Fraud costs banks and customers billions of dollars each year. Banks can mature programs that can use deep learning and machine learning to well recognize what kind of a transaction is uncommon of a customer. Each transaction a customer makes is examined in real-time and specified a fraud-score that characterizes the probability of the transaction being fake. If the fraud score is above a particular threshold, a rejection will be caused spontaneously which would otherwise be difficult without the application of machine learning techniques as humans cannot verify 1000’s of data points in seconds and make a decision.
Using Machine learning, banking systems give a sound investing guidance as companies to make tries to automate the best practices of investors and deliver them to customers at insignificant costs than outdated fund managers.

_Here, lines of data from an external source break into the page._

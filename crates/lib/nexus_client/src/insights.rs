//! Insight service and the insight view state.
//!
//! Fetches are not coalesced or cancelled. Every fetch started through an
//! [`InsightFeed`] takes a sequence number and only the response to the most
//! recently *issued* fetch is applied, whatever order responses arrive in.

use std::sync::{Mutex, MutexGuard, PoisonError};

use nexus_core::models::health::Insight;
use serde_json::json;
use tracing::{debug, warn};

use crate::error::HttpError;
use crate::gateway::{ApiGateway, Method};
use crate::session::{Session, SessionManager};

const INSIGHTS_PATH: &str = "ai/";

/// Requests AI insights derived from the account's stored entries.
#[derive(Clone, Debug)]
pub struct InsightService {
    gateway: ApiGateway,
}

impl InsightService {
    pub fn new(gateway: ApiGateway) -> Self {
        Self { gateway }
    }

    /// One insight request. Depends only on the session.
    pub async fn fetch_insight(&self, session: &Session) -> Result<Insight, HttpError> {
        self.gateway
            .request_json(Method::POST, INSIGHTS_PATH, Some(&json!({})), Some(session.token()))
            .await
    }
}

/// What started a fetch. At most one fetch per trigger is in flight.
#[derive(Debug, Clone, Copy, PartialEq, Eq, Hash)]
pub enum Trigger {
    /// Fetch issued when the view opens.
    InitialLoad,
    /// Fetch issued by the user's refresh action.
    Refresh,
}

impl Trigger {
    fn slot(self) -> usize {
        match self {
            Trigger::InitialLoad => 0,
            Trigger::Refresh => 1,
        }
    }
}

/// Result of [`InsightFeed::fetch`].
#[derive(Debug, Clone, PartialEq, Eq)]
pub enum FetchOutcome {
    /// The response was applied to the feed.
    Applied(Insight),
    /// A fetch from the same trigger is already running; nothing was sent.
    Busy,
    /// The response was dropped: a newer fetch was issued, the feed was
    /// closed or the session ended before it arrived. Also returned without
    /// a request when the session had already ended.
    Discarded,
    /// The fetch failed. The previous insight stays on display.
    Failed(HttpError),
}

#[derive(Debug, Default)]
struct FeedState {
    /// Session the displayed insight and error belong to.
    owner: Option<u64>,
    insight: Option<Insight>,
    last_error: Option<HttpError>,
    /// Sequence number of the running fetch, per trigger.
    in_flight: [Option<u64>; 2],
    latest_seq: u64,
    closed: bool,
}

/// View state for the insights screen.
#[derive(Debug)]
pub struct InsightFeed {
    service: InsightService,
    state: Mutex<FeedState>,
}

/// Clears the trigger's in-flight mark even if the fetch future is dropped.
struct InFlight<'a> {
    feed: &'a InsightFeed,
    trigger: Trigger,
    seq: u64,
}

impl Drop for InFlight<'_> {
    fn drop(&mut self) {
        let mut state = self.feed.lock();
        let slot = &mut state.in_flight[self.trigger.slot()];
        if *slot == Some(self.seq) {
            *slot = None;
        }
    }
}

impl InsightFeed {
    pub fn new(service: InsightService) -> Self {
        Self {
            service,
            state: Mutex::new(FeedState::default()),
        }
    }

    fn lock(&self) -> MutexGuard<'_, FeedState> {
        self.state.lock().unwrap_or_else(PoisonError::into_inner)
    }

    /// Insight currently on display.
    pub fn insight(&self) -> Option<Insight> {
        self.lock().insight.clone()
    }

    pub fn last_error(&self) -> Option<HttpError> {
        self.lock().last_error.clone()
    }

    /// Whether `trigger` has a fetch running (its control should be disabled).
    pub fn is_loading(&self, trigger: Trigger) -> bool {
        self.lock().in_flight[trigger.slot()].is_some()
    }

    /// Mark the view as gone. Responses arriving afterwards are dropped.
    pub fn close(&self) {
        self.lock().closed = true;
    }

    /// Fetch a fresh insight and apply it if it is still wanted.
    ///
    /// The first fetch under a session other than the one that filled the
    /// feed clears the displayed insight and error before anything is sent.
    pub async fn fetch(
        &self,
        trigger: Trigger,
        sessions: &SessionManager,
        session: &Session,
    ) -> FetchOutcome {
        let (seq, _in_flight) = {
            let mut state = self.lock();
            if state.closed || !sessions.is_current(session) {
                return FetchOutcome::Discarded;
            }
            if state.owner != Some(session.id()) {
                if state.owner.is_some() {
                    debug!(session_id = session.id(), "new session; clearing insight");
                }
                state.owner = Some(session.id());
                state.insight = None;
                state.last_error = None;
                state.in_flight = [None; 2];
            }
            if state.in_flight[trigger.slot()].is_some() {
                debug!(?trigger, "insight fetch already running");
                return FetchOutcome::Busy;
            }
            state.latest_seq += 1;
            let seq = state.latest_seq;
            state.in_flight[trigger.slot()] = Some(seq);
            (seq, InFlight { feed: self, trigger, seq })
        };
        debug!(?trigger, seq, "insight fetch issued");

        let result = self.service.fetch_insight(session).await;
        let was_current = sessions.is_current(session);
        let result = sessions.observe(session, result);

        let mut state = self.lock();
        if state.closed || !was_current || seq != state.latest_seq {
            debug!(?trigger, seq, latest = state.latest_seq, "dropping superseded insight response");
            return FetchOutcome::Discarded;
        }
        match result {
            Ok(insight) => {
                state.insight = Some(insight.clone());
                state.last_error = None;
                FetchOutcome::Applied(insight)
            }
            Err(err) => {
                warn!(?trigger, error = %err, "insight fetch failed");
                state.last_error = Some(err.clone());
                FetchOutcome::Failed(err)
            }
        }
    }
}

Healthcare industry generate numerous amounts of data and use them for disease prediction. Nevertheless, the essential software to generate meaningful insights from this unstructured data is often not in place. So disease discovery end up taking time. Machine Learning solutions can determine signatures of diseases at rapid rates by letting systems to learn and make predictions based on the formerly managed data. With the firm discovery of diseases, the probabilities of detecting symptoms earlier and the likelihood of survival increases.
ML has stretched a point at which it is likely to systematize tasks that, until recently, could not be done without substantial human labor. Improved healthcare starts with improved record keeping. Patient document organization reinvented with Machine Learning-based technologies is advancing the process of planning, analyzing, collecting and organizing individual patient records.Nub8
is a Machine Learning Consulting firm experienced in applying AI and Machine Learning to business problems. We specialize in Machine learning solution development for Telecom, Banking and Healthcare industries. Our team of machine learning experts leverage ML technologies through strategic implementations.